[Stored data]
──────────

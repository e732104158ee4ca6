//! Cryptographic primitives for votechain.
//!
//! - **Ed25519** for signing ballots, stake bonds and message envelopes
//! - **SHA-256** for transaction ids and block hashes
//! - **Blake2b** for deriving address hashes from public keys
//! - Canonical JSON as the only signable payload encoding
//!
//! Everything that signs goes through the [`SigningAdapter`] trait so ledger,
//! consensus and network code never touch raw private keys.

pub mod canonical;
pub mod encoding;
pub mod error;
pub mod hash;
pub mod keys;
pub mod sign;
pub mod signer;

pub use canonical::canonical_json;
pub use encoding::{decode_public_key_b64, decode_signature_b64, encode_b64};
pub use error::CryptoError;
pub use hash::{blake2b_256, hash_public_key, sha256, sha256_multi};
pub use keys::{generate_keypair, keypair_from_seed, public_from_private};
pub use sign::{sign_message, verify_signature};
pub use signer::{Ed25519Signer, SigningAdapter};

──────────

## WHAT IS REQUIRED:
The total of lines in the data that contain "keys" is all you should give.

## FINAL ANSWER:
4